## Problem to solve
Nothing past the line containing "let now = chrono::Utc::now().timestamp();" belongs in the output. Copy exactly every line of the data below from the first up to and including it.
___ Records for this task ___
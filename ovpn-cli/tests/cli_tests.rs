use std::fs;
use std::path::{Path, PathBuf};
use std::process::Command;

use assert_cmd::prelude::*;
use predicates::prelude::*;
use predicates::str::contains;
use tempfile::TempDir;

use ovpn_core::{config, paths, Directory, YamlDirectory};

fn ovpnadm(home: &Path) -> Command {
    let mut cmd = Command::new(assert_cmd::cargo::cargo_bin!("ovpnadm"));
    cmd.env("HOME", home)
        .env("USERPROFILE", home)
        .env("NO_COLOR", "1");
    cmd
}

/// Tagged status file with `connected` fresh and `stale` last seen an hour ago.
fn write_status_log(home: &Path, connected: &[&str], stale: &[&str]) -> PathBuf {
    let now = chrono::Utc::now().timestamp();
    let mut text = format!("TITLE,OpenVPN 2.6.8\nTIME,x,{now}\n");
    text.push_str("HEADER,CLIENT_LIST,Common Name,Real Address,Virtual Address,Virtual IPv6 Address,Bytes Received,Bytes Sent,Connected Since,Connected Since (time_t),Username,Client ID,Peer ID,Data Channel Cipher\n");
    for (i, name) in connected.iter().chain(stale.iter()).enumerate() {
        text.push_str(&format!(
            "CLIENT_LIST,{name},203.0.113.{i}:51234,10.8.0.{i},,1024,2048,x,{since},UNDEF,{i},0,AES-256-GCM\n",
            since = now - 120
        ));
    }
    text.push_str("HEADER,ROUTING_TABLE,Virtual Address,Common Name,Real Address,Last Ref,Last Ref (time_t)\n");
    for (i, name) in connected.iter().enumerate() {
        text.push_str(&format!(
            "ROUTING_TABLE,10.8.0.{i},{name},203.0.113.{i}:51234,x,{now}\n"
        ));
    }
    for (j, name) in stale.iter().enumerate() {
        let i = connected.len() + j;
        text.push_str(&format!(
            "ROUTING_TABLE,10.8.0.{i},{name},203.0.113.{i}:51234,x,{}\n",
            now - 3600
        ));
    }
    text.push_str("END\n");

    let path = home.join("openvpn-status.log");
    fs::write(&path, text).expect("write status log");
    path
}

fn init_with_log(home: &Path, log: &Path) {
    ovpnadm(home)
        .args(["init", "--status-log"])
        .arg(log)
        .assert()
        .success();
}

fn seed_users(home: &Path, names: &[&str]) {
    let directory = YamlDirectory::open_at(home);
    for name in names {
        directory.add_user(name).expect("seed user");
    }
}

#[test]
fn init_writes_config_and_refuses_to_clobber() {
    let home = TempDir::new().expect("home");

    ovpnadm(home.path())
        .args(["init", "--status-log", "/srv/status.log", "--poll-interval", "15"])
        .assert()
        .success()
        .stdout(contains("config.yaml"));

    let saved = config::load_at(home.path()).expect("load config");
    assert_eq!(saved.status_log, PathBuf::from("/srv/status.log"));
    assert_eq!(saved.poll_interval_secs, 15);
    assert_eq!(saved.cycle_timeout_secs, 30);

    ovpnadm(home.path())
        .arg("init")
        .assert()
        .failure()
        .stderr(contains("--force"));

    ovpnadm(home.path())
        .args(["init", "--force", "--prefix", "vpn-"])
        .assert()
        .success();
    let saved = config::load_at(home.path()).expect("reload config");
    assert_eq!(saved.common_name_prefix.as_deref(), Some("vpn-"));
    assert_eq!(saved.poll_interval_secs, 10);
}

#[test]
fn init_rejects_zero_poll_interval() {
    let home = TempDir::new().expect("home");
    ovpnadm(home.path())
        .args(["init", "--poll-interval", "0"])
        .assert()
        .failure()
        .stderr(contains("poll_interval_secs"));
    assert!(!paths::config_path_at(home.path()).exists());
}

#[test]
fn clients_lists_only_online_by_default() {
    let home = TempDir::new().expect("home");
    let log = write_status_log(home.path(), &["alice"], &["bob"]);

    ovpnadm(home.path())
        .arg("clients")
        .arg("--status-log")
        .arg(&log)
        .assert()
        .success()
        .stdout(contains("alice"))
        .stdout(contains("1.0K"))
        .stdout(contains("1 online / 2 listed"))
        .stdout(contains("bob").not());

    ovpnadm(home.path())
        .args(["clients", "--all"])
        .arg("--status-log")
        .arg(&log)
        .assert()
        .success()
        .stdout(contains("bob"))
        .stdout(contains("stale"));
}

#[test]
fn clients_json_is_sorted_and_complete() {
    let home = TempDir::new().expect("home");
    let log = write_status_log(home.path(), &["carol", "alice"], &[]);
    init_with_log(home.path(), &log);

    let output = ovpnadm(home.path())
        .args(["clients", "--json"])
        .output()
        .expect("run clients");
    assert!(output.status.success());
    let clients: serde_json::Value = serde_json::from_slice(&output.stdout).expect("json");
    let clients = clients.as_array().expect("array");
    assert_eq!(clients.len(), 2);
    assert_eq!(clients[0]["common_name"], "alice");
    assert_eq!(clients[1]["common_name"], "carol");
    assert_eq!(clients[0]["is_online"], true);
    assert_eq!(clients[0]["bytes_received"], 1024);
    assert!(clients[0]["online_duration_secs"].as_u64().expect("duration") >= 120);
}

#[test]
fn clients_on_missing_log_names_the_path() {
    let home = TempDir::new().expect("home");
    ovpnadm(home.path())
        .args(["clients", "--status-log", "/nonexistent/openvpn-status.log"])
        .assert()
        .failure()
        .stderr(contains("/nonexistent/openvpn-status.log"));
}

#[test]
fn sync_updates_directory_and_ledger() {
    let home = TempDir::new().expect("home");
    let log = write_status_log(home.path(), &["alice", "mallory"], &[]);
    init_with_log(home.path(), &log);
    seed_users(home.path(), &["alice", "bob"]);

    ovpnadm(home.path())
        .arg("sync")
        .assert()
        .success()
        .stdout(contains("+  alice"))
        .stdout(contains("?  mallory"));

    let directory = YamlDirectory::open_at(home.path());
    let alice = directory
        .find_user_by_name("alice")
        .expect("lookup")
        .expect("alice exists");
    assert!(alice.is_online);
    assert!(alice.last_connection_time.is_some());
    let open = directory
        .find_open_session(alice.id)
        .expect("lookup")
        .expect("open session");
    assert_eq!(open.traffic_usage, 1024 + 2048);
    assert!(!directory
        .find_user_by_name("bob")
        .expect("lookup")
        .expect("bob exists")
        .is_online);
}

#[test]
fn sync_twice_then_disconnect_finalizes() {
    let home = TempDir::new().expect("home");
    let log = write_status_log(home.path(), &["alice"], &[]);
    init_with_log(home.path(), &log);
    seed_users(home.path(), &["alice"]);

    ovpnadm(home.path()).arg("sync").assert().success();
    ovpnadm(home.path()).arg("sync").assert().success();

    write_status_log(home.path(), &[], &[]);
    let output = ovpnadm(home.path())
        .args(["sync", "--json"])
        .output()
        .expect("run sync");
    assert!(output.status.success());
    let summary: serde_json::Value = serde_json::from_slice(&output.stdout).expect("json");
    assert_eq!(summary["disconnected"], serde_json::json!(["alice"]));
    assert_eq!(summary["sessions_finalized"], 1);

    let directory = YamlDirectory::open_at(home.path());
    let alice = directory
        .find_user_by_name("alice")
        .expect("lookup")
        .expect("alice exists");
    let sessions = directory.list_sessions(alice.id).expect("sessions");
    assert_eq!(sessions.len(), 1, "repeat syncs must not open extra rows");
    assert!(!sessions[0].is_online);
    assert!(sessions[0].session_ended_at.is_some());
}

#[test]
fn users_and_sessions_reflect_sync() {
    let home = TempDir::new().expect("home");
    let log = write_status_log(home.path(), &["alice"], &[]);
    init_with_log(home.path(), &log);
    seed_users(home.path(), &["alice", "bob"]);
    ovpnadm(home.path()).arg("sync").assert().success();

    ovpnadm(home.path())
        .arg("users")
        .assert()
        .success()
        .stdout(contains("alice"))
        .stdout(contains("bob"));

    ovpnadm(home.path())
        .args(["users", "--online"])
        .assert()
        .success()
        .stdout(contains("alice"))
        .stdout(contains("bob").not());

    ovpnadm(home.path())
        .args(["sessions", "alice"])
        .assert()
        .success()
        .stdout(contains("open"))
        .stdout(contains("3.0K"));

    ovpnadm(home.path())
        .args(["sessions", "bob"])
        .assert()
        .success()
        .stdout(contains("No sessions recorded"));

    ovpnadm(home.path())
        .args(["sessions", "nobody"])
        .assert()
        .failure()
        .stderr(contains("no user named 'nobody'"));
}

#[test]
fn daemon_status_when_not_running() {
    let home = TempDir::new().expect("home");
    let output = ovpnadm(home.path())
        .args(["daemon", "status"])
        .output()
        .expect("run daemon status");
    assert!(output.status.success());
    let payload: serde_json::Value = serde_json::from_slice(&output.stdout).expect("json");
    assert_eq!(payload["running"], false);
    assert!(payload["socket"]
        .as_str()
        .expect("socket path")
        .ends_with("daemon.sock"));

    ovpnadm(home.path())
        .args(["daemon", "stop"])
        .assert()
        .success()
        .stdout(contains("not running"));

    ovpnadm(home.path())
        .args(["daemon", "sync"])
        .assert()
        .failure()
        .stderr(contains("daemon sync failed").and(contains("not running")));
}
___
## Task solution
filename ovpn-cli/tests/cli_tests.rs
use std::fs;
use std::path::{Path, PathBuf};
use std::process::Command;

use assert_cmd::prelude::*;
use predicates::prelude::*;
use predicates::str::contains;
use tempfile::TempDir;

use ovpn_core::{config, paths, Directory, YamlDirectory};

fn ovpnadm(home: &Path) -> Command {
    let mut cmd = Command::new(assert_cmd::cargo::cargo_bin!("ovpnadm"));
    cmd.env("HOME", home)
        .env("USERPROFILE", home)
        .env("NO_COLOR", "1");
    cmd
}

/// Tagged status file with `connected` fresh and `stale` last seen an hour ago.
fn write_status_log(home: &Path, connected: &[&str], stale: &[&str]) -> PathBuf {
    let now = chrono::Utc::now().timestamp();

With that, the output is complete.